针对主机、网络设备、安全设备等日志分析得到的的各类关键指标或告警数据，由于目前只包含IP等物理关键信息，而管理侧需要进一步到CMDB等管理系统中去查找该IP的归属业务系统或归属管理责任人。

这一动作在实际工作中非常影响对安全攻击事件的处置效率。

因此需要以实时计算能力支撑对数据的格式化，并建立和CMDB资产的关联。这样可以大大提升各类数据之间的关联能力，为数据分析应用打下良好基础。自动能根据管理需要关联得到对应的归属系统（归属责任人）信息并随指标或告警一起输出，减轻管理人员的二次核查信息工作量，提升事件处置效率。

5. 建立用户日常行为基线及异常预警

针对用户行为的分析，不只是基于简单的阈值判断，不同的用户有不同的操作习惯或行为需求，因此还需要根据实际用户的行为习惯建立操作基线，并以动态基线的形式来实现对异常的捕获和预警能力。

• 应用动态基线实现更精准的异常检测优化

  根据不同时间段正常值建立动态基线，然后根据被测时刻历史数据的统计值与动态基线值的偏离程度建立动态临界线，当某一时间段的值超过了临界线，判定此时段为值异常时段。

  实际进行动态基线异常监测时，对于一些行为操作数据量正常，但会高于固定临界值而被误判为异常的场景，使用以动态基线为基础的动态临界机制，即时所造成的正常值增加仍然会低于动态的临界值。而只有与流量基线明显偏离的时段才会被视为异常值。

• 面向单个用户建立日常行为操作范围基准

  通过对各类日志的关键信息提取，实现对单个用户登录到内网后的所有操作行为的汇聚及分析，包括用户的VPN登录日志、4A登录日志、网络设备的流量日志、主机登录日志、主机操作日志、数据库登录日志、数据库操作日志、中间件登录日志、中间件操作日志、业务系统登录日志、业务系统操作日志等，将这些日志数据分别提取用户关键信息、目标关键信息、场景关键信息，并以单个用户为分析目标，建立其日常行为基准，对存在超出基准行为之外的异常动作进行预警和干预。

6. 前台的灵活配置数据展现能力

平台在构建用户行为分析场景时要支持以零代码方式实现的。基于现场运维人员大多具备SQL能力这个现状，我们将分析场景的构建能力定位为只要懂sql就能构建场景这个目标。

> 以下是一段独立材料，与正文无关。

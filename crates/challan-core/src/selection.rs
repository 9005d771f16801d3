//! Product selection overlay.
//!
//! Marks challan products the operator intends to pay. Selection is a UI flag
//! only: it never touches amounts or statuses. Draft bill lines mirror it.

use crate::error::CoreResult;
use crate::store::ChallanBook;
use crate::types::{Challan, ChallanProduct};

impl ChallanBook {
    /// Sets the selection flag on one challan product.
    pub fn set_product_selected(
        &mut self,
        challan_id: &str,
        product_id: &str,
        is_selected: bool,
    ) -> CoreResult<()> {
        self.challan_product_mut(challan_id, product_id)?.is_selected = is_selected;
        self.sync_draft_line(challan_id, product_id);
        Ok(())
    }

    /// Currently selected products with their challans, in book order.
    pub fn selected_products(&self) -> Vec<(&Challan, &ChallanProduct)> {
        self.challans
            .iter()
            .flat_map(|challan| {
                challan
                    .products
                    .iter()
                    .filter(|product| product.is_selected)
                    .map(move |product| (challan, product))
            })
            .collect()
    }
}

#[cfg(test)]
mod tests {
    use super::*;
    use crate::error::CoreError;
    use crate::money::Money;
    use crate::testing::{date, line, stock_in};
    use crate::types::BillRequest;

    #[test]
    fn test_selection_round_trip() {
        let mut book = ChallanBook::default();
        book.ingest_challan(stock_in("CH1", "V1", vec![line("P1", 2, 10), line("P2", 1, 5)]))
            .unwrap();
        book.ingest_challan(stock_in("CH2", "V1", vec![line("P3", 1, 5)]))
            .unwrap();

        book.set_product_selected("CH2", "P3", true).unwrap();
        book.set_product_selected("CH1", "P2", true).unwrap();

        let picked: Vec<(&str, &str)> = book
            .selected_products()
            .iter()
            .map(|(c, p)| (c.id.as_str(), p.product_id.as_str()))
            .collect();
        assert_eq!(picked, vec![("CH1", "P2"), ("CH2", "P3")]);

        book.set_product_selected("CH1", "P2", false).unwrap();
        assert_eq!(book.selected_products().len(), 1);

        let challan = book.challan("CH1").unwrap();
        assert_eq!(challan.total_amount, Money::from_rupees(25));
    }

    #[test]
    fn test_draft_line_follows_selection() {
        let mut book = ChallanBook::default();
        book.ingest_challan(stock_in("CH1", "V1", vec![line("P1", 2, 10), line("P2", 1, 5)]))
            .unwrap();
        book.build_bill(BillRequest {
            bill_no: "PB-1".to_string(),
            bill_date: date(2024, 1, 15),
            vendor_id: "V1".to_string(),
            vendor_name: "Vendor V1".to_string(),
            challan_ids: vec!["CH1".to_string()],
        })
        .unwrap();
        assert!(book.current_bill().unwrap().products.iter().all(|l| !l.is_selected));

        book.set_product_selected("CH1", "P2", true).unwrap();
        let bill = book.current_bill().unwrap();
        assert!(!bill.products[0].is_selected);
        assert!(bill.products[1].is_selected);
        assert_eq!(bill.totals.total, Money::from_paise(2950));

        book.set_product_selected("CH1", "P2", false).unwrap();
        assert!(!book.current_bill().unwrap().products[1].is_selected);
    }

    #[test]
    fn test_unknown_product() {
        let mut book = ChallanBook::default();
        book.ingest_challan(stock_in("CH1", "V1", vec![line("P1", 1, 10)]))
            .unwrap();

        assert!(matches!(
            book.set_product_selected("CH1", "P9", true),
            Err(CoreError::ChallanProductNotFound { .. })
        ));
        assert!(matches!(
            book.set_product_selected("CH9", "P1", true),
            Err(CoreError::ChallanNotFound(_))
        ));
    }
}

分析结果数据展现场景只需要配置sql脚本或参数配置，平台要支持对各类可视化组件的拖拉拽方式布局，并以拓扑图、报表页面、分析页面形式展现，通过零代码开发生成场景功能页面及实现各界面组件间的联动、跳转、下钻等功能。

用户行为分析的对象是各类设备的日志数据。

除了对于运维人员来说习以为常的主机、数据库、中间件、网络设备等日志外，在企业的IT环境中有大量用于各种用途的安全设备，对于平时接触较少的同学来说可能名字都比较陌生。这些安全设备主要以安全类攻击和防护能力为主，但是对于用户行为的分析能力偏弱，特别是对于某些场景涉及多类日志的综合分析的情况，单一设备平台往往难以具备相关能力，必须通过将这些设备的数据统一收集并进行关联分析后得出更有价值的分析结果。

我们在最开始也一头雾水，经过多次和安全相关部门的客户或厂商接触沟通后，才有了一些了解，由于需要对这些安全设备平台进行日志采集，必须要对其有所了解，在此将网上收集到的一些信息整理供大家参考：

1. 动态应用防护系统

动态安全以动态防护技术为核心，可对企业内、外网的应用提供主动防护，不仅可以防护传统攻击行为，还可以有效防御传统防护手段乏力的自动化攻击。

对企业内、外网的应用提供主动防护，不仅可以防护传统攻击行为，还可以有效防御传统防护手段乏力的自动化攻击。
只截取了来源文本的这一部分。